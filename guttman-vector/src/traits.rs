/*
 * Copyright (c) Microsoft Corporation.
 * Licensed under the MIT license.
 */

/// An overloadable, 2-argument similarity function with a parameterized return type.
///
/// Pure similarity functions depend only on the values of the argument and the type of the
/// return value, which lets callers pick a kernel with a type parameter.
pub trait PureSimilarityFunction<Left, Right, To = f64> {
    fn evaluate(x: Left, y: Right) -> To;
}

/// Evaluate a norm of the argument `x` and return the result as the requested type.
///
/// Implementations are expected to be light-weight types that implement some kind of
/// reduction on `x`.
pub trait Norm<T, To = f64> {
    fn evaluate(&self, x: T) -> To;
}
/*
 * Copyright (c) Microsoft Corporation.
 * Licensed under the MIT license.
 */

use crate::{similarity::InnerProduct, Norm, PureSimilarityFunction};

/// Evaluate the square of the L2 norm of the argument.
#[derive(Debug, Clone, Copy)]
pub struct L2NormSquared;

impl<T> Norm<&[T]> for L2NormSquared
where
    T: Copy + Into<f64>,
{
    #[inline]
    fn evaluate(&self, x: &[T]) -> f64 {
        InnerProduct::evaluate(x, x)
    }
}

/// Evaluate the L2 norm of the argument.
#[derive(Debug, Clone, Copy)]
pub struct L2Norm;

impl<T> Norm<&[T]> for L2Norm
where
    T: Copy + Into<f64>,
{
    #[inline]
    fn evaluate(&self, x: &[T]) -> f64 {
        L2NormSquared.evaluate(x).sqrt()
    }
}

#[cfg(test)]
mod tests {
    use super::*;

    #[test]
    fn test_l2_norm() {
        assert_eq!(L2Norm.evaluate(&[3.0f64, 4.0][..]), 5.0);
        assert_eq!(L2NormSquared.evaluate(&[1u32, 1, 1, 1, 2][..]), 8.0);
        assert_eq!(L2Norm.evaluate(&[0u32, 0, 0][..]), 0.0);
    }
}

Task directions: Looking back over the data above, restate word for word the lines that begin at the line with "the requested type." and end at the line with "1, 1, 2][..]), 8.0);", inclusive.

Response for this exercise:
/// Evaluate a norm of the argument `x` and return the result as the requested type.
///
/// Implementations are expected to be light-weight types that implement some kind of
/// reduction on `x`.
pub trait Norm<T, To = f64> {
    fn evaluate(&self, x: T) -> To;
}
/*
 * Copyright (c) Microsoft Corporation.
 * Licensed under the MIT license.
 */

use crate::{similarity::InnerProduct, Norm, PureSimilarityFunction};

/// Evaluate the square of the L2 norm of the argument.
#[derive(Debug, Clone, Copy)]
pub struct L2NormSquared;

impl<T> Norm<&[T]> for L2NormSquared
where
    T: Copy + Into<f64>,
{
    #[inline]
    fn evaluate(&self, x: &[T]) -> f64 {
        InnerProduct::evaluate(x, x)
    }
}

/// Evaluate the L2 norm of the argument.
#[derive(Debug, Clone, Copy)]
pub struct L2Norm;

impl<T> Norm<&[T]> for L2Norm
where
    T: Copy + Into<f64>,
{
    #[inline]
    fn evaluate(&self, x: &[T]) -> f64 {
        L2NormSquared.evaluate(x).sqrt()
    }
}

#[cfg(test)]
mod tests {
    use super::*;

    #[test]
    fn test_l2_norm() {
        assert_eq!(L2Norm.evaluate(&[3.0f64, 4.0][..]), 5.0);
        assert_eq!(L2NormSquared.evaluate(&[1u32, 1, 1, 1, 2][..]), 8.0);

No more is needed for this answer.